As a10 said, engineering is not for the faint hearted and is widely recognised as one of the hardest university courses alongside medicine and law, with a very high academic workload. So you had better like the applications of physics because you will be steeped in it from day 1. In fact, I don't think you will be accepted on to any decent engineering course without a mandatory qualification in physics.

There are many disciplines of engineering and if you want to progress from being simply a 'fixer' to someone who designs and innovates all the way up to cutting edge technology, then you need to have a grasp of physics every bit as good as a physicist!

To be a good engineer, you need to have a passion for understanding how and why things work and that requires an understanding of the fundamentals of physics. Going further, you need to be able to take things apart and innovatively strive to make them work better. That only comes with a solid and deep understanding of physics.

In the modern world, mechanical and electrical/electronic/systems engineers must have a good grasp of each others disciplines because virtually everything mechanical must now interface with complex computers and software. Guess what, the software algorithms are steeped in physics and maths.

Try understanding electrical and electronic engineering (let alone getting into designing semiconductors, integrated circuits, lasers, all manner of electronic components etc.) without knowing the composition and structure of an atom or having a decent grasp of Quantum Mechanics and you are in deep trouble.

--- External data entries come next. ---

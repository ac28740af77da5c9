//! Defines fundamental types used throughout the runtime.

use std::fmt;

/// Enumerates all the errors the runtime can report. Driver authors
/// should try to map their own failures into one of these values. The
/// associated string carries the human-readable detail; for errors
/// that are reported back to the controlling peer, the string is the
/// exact text placed on the wire.

#[derive(Debug, PartialEq, Eq, Clone)]
pub enum Error {
    /// Returned whenever a resource cannot be found.
    NotFound,

    /// The peer sent a command that violates the protocol: an update
    /// to an undefined or read-only property, a missing mandatory
    /// attribute, or a batch that would break a property invariant.
    ProtocolError(String),

    /// The peer sent an element with a root tag the runtime does not
    /// recognize. This is a soft failure; the caller decides whether
    /// to log it or drop the connection.
    UnknownCommand(String),

    /// There was a problem parsing incoming text. The associated
    /// string describes how the parsing failed.
    ParseError(String),

    /// A problem with the on-disk configuration: I/O, ownership, or
    /// a malformed file.
    ConfigError(String),

    /// The requested operation couldn't complete. The description
    /// field has more information for the user. Failures on the
    /// outbound stream land here and are fatal to the driver.
    OperationError(String),
}

impl std::error::Error for Error {}

impl fmt::Display for Error {
    fn fmt(&self, f: &mut fmt::Formatter) -> fmt::Result {
        match self {
            Error::NotFound => write!(f, "item not found"),
            Error::ProtocolError(v) => write!(f, "{}", &v),
            Error::UnknownCommand(v) => write!(f, "Unknown command: {}", &v),
            Error::ParseError(v) => write!(f, "parse error: {}", &v),
            Error::ConfigError(v) => write!(f, "config error: {}", &v),
            Error::OperationError(v) => {
                write!(f, "couldn't complete operation: {}", &v)
            }
        }
    }
}

impl From<std::io::Error> for Error {
    fn from(error: std::io::Error) -> Self {
        Error::OperationError(format!("I/O error: {}", error))
    }
}

pub mod property;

Competent engineers must interface with physicists and many other scientific disciplines where together, they define specifications and engineer solutions. The physicist may have the 'blue sky' ideas but it's the engineer that puts it into reality and is so very often the arbiter of what is feasibly possible given the state of the technology at any given time. Which means (depending on where you see yourself working) engineers and physicists engage constantly.

The field in which you work and the level of your engineering ability will determine how far you progress as an engineer.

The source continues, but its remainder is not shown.